# AVAILABLE DATA
——————————

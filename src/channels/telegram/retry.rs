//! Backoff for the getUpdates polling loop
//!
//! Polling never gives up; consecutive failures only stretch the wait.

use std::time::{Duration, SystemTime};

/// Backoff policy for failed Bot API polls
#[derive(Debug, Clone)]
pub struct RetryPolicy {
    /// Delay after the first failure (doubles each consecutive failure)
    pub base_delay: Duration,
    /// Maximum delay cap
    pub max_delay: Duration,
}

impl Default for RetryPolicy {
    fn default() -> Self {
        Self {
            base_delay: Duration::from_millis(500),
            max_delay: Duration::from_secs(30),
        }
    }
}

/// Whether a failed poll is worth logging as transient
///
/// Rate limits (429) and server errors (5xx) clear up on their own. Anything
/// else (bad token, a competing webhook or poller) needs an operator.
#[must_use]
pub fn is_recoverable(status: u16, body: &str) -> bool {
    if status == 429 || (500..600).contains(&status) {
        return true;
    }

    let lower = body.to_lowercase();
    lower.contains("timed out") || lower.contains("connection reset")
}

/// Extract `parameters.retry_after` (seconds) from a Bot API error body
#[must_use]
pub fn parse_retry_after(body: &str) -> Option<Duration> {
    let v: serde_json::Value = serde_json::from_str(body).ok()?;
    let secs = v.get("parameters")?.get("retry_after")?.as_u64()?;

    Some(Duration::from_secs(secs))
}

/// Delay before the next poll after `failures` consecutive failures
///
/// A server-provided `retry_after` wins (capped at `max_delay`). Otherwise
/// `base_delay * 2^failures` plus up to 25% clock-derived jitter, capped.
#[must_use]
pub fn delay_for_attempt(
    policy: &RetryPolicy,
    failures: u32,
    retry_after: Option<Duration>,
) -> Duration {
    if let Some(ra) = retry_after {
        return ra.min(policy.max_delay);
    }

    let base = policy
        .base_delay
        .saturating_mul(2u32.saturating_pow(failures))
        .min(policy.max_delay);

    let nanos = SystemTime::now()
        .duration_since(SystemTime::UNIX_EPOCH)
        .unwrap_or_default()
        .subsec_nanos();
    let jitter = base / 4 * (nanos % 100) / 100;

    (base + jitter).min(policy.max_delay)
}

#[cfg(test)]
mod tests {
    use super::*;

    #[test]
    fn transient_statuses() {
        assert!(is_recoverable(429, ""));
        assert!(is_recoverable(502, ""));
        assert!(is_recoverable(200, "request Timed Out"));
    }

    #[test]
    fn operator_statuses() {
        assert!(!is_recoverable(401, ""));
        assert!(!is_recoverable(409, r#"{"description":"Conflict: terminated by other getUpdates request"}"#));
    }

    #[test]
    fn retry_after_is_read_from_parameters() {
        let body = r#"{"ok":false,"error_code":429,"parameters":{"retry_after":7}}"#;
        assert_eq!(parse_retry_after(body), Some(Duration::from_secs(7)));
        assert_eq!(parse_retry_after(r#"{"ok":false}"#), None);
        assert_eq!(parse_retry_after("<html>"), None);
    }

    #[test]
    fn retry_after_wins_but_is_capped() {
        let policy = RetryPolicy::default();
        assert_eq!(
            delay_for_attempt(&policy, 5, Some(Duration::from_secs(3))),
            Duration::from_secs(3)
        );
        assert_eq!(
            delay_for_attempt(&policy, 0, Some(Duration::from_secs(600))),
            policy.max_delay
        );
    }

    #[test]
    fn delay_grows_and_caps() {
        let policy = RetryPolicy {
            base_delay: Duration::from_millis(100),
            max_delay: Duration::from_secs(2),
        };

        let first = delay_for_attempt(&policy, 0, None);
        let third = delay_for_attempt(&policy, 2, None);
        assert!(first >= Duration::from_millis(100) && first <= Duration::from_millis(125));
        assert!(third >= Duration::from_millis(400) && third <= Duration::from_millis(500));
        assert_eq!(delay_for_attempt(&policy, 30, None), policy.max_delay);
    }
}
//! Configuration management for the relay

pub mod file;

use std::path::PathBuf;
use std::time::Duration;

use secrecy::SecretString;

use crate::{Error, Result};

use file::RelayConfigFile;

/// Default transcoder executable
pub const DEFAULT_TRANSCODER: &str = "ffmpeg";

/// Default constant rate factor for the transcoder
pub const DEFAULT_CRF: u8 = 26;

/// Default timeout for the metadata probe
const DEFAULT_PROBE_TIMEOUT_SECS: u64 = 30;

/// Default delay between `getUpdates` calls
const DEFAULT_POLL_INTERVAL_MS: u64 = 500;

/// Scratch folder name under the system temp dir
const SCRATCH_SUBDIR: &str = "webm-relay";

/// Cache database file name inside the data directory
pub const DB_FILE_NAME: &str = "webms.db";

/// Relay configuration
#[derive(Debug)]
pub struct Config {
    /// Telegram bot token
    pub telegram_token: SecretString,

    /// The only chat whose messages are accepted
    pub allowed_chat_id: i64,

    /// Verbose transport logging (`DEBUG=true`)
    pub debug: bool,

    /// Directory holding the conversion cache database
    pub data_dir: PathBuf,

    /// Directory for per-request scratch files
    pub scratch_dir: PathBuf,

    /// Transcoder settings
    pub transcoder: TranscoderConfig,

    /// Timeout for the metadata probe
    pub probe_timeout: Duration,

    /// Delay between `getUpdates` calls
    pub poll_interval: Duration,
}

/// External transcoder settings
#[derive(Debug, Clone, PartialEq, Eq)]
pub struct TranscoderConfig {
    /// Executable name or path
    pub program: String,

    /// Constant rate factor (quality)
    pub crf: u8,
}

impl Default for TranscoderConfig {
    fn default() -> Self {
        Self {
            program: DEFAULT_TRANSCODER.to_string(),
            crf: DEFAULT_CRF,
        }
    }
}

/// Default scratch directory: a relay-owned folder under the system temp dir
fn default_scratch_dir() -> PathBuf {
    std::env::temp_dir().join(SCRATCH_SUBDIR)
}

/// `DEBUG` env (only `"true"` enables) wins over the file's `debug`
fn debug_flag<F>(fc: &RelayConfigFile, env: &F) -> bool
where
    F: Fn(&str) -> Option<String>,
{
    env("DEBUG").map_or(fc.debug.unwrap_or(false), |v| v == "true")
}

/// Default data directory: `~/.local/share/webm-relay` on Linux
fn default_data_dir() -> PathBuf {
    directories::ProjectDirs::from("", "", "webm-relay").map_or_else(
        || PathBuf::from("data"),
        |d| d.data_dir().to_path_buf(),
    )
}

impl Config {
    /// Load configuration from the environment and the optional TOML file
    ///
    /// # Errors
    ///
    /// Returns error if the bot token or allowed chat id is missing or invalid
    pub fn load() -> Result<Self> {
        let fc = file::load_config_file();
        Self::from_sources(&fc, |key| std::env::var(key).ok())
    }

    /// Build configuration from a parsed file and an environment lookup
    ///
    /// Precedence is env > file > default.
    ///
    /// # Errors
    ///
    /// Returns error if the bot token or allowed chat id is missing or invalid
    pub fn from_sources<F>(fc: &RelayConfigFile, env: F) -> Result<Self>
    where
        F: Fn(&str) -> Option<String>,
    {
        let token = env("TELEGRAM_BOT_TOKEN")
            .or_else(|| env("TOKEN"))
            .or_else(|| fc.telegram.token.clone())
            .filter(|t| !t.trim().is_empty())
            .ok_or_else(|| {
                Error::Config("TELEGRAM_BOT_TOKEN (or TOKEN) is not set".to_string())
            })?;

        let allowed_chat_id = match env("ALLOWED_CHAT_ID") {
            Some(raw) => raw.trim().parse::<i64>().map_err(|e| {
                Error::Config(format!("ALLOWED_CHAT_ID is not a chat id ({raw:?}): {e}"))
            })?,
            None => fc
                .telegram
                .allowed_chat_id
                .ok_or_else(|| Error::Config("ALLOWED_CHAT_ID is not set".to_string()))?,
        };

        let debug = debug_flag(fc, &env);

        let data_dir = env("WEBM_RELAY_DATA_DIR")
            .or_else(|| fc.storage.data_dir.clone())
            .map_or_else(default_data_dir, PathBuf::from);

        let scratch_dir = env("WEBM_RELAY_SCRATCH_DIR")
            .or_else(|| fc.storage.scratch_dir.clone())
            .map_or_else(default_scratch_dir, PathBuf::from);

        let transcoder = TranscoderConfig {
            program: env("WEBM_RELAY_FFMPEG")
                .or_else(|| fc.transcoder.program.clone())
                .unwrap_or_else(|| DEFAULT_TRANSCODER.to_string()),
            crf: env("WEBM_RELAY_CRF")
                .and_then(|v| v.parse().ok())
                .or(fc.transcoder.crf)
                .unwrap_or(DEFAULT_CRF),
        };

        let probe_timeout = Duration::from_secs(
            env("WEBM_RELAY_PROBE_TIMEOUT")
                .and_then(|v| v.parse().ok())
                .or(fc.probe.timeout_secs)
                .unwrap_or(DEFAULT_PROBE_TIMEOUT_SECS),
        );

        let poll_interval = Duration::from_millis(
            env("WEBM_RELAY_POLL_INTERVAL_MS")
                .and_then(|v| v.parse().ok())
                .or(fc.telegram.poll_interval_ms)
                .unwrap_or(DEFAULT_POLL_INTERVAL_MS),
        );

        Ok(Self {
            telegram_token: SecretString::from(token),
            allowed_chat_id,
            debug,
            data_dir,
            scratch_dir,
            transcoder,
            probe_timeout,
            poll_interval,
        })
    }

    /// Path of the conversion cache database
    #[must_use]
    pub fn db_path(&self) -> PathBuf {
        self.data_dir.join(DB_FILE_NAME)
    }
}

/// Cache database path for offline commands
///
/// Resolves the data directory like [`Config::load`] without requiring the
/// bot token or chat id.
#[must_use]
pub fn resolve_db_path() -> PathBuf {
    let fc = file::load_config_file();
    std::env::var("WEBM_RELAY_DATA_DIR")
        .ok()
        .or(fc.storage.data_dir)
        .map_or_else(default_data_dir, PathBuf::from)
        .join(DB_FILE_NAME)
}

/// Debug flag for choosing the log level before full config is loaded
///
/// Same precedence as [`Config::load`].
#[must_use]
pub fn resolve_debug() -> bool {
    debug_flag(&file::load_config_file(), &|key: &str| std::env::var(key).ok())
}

——————————

# EXERCISE BRIEF
Go through the entries above and copy each line with "join" in it.

# OUTPUT OF THE TASK
    std::env::temp_dir().join(SCRATCH_SUBDIR)
        self.data_dir.join(DB_FILE_NAME)
        .join(DB_FILE_NAME)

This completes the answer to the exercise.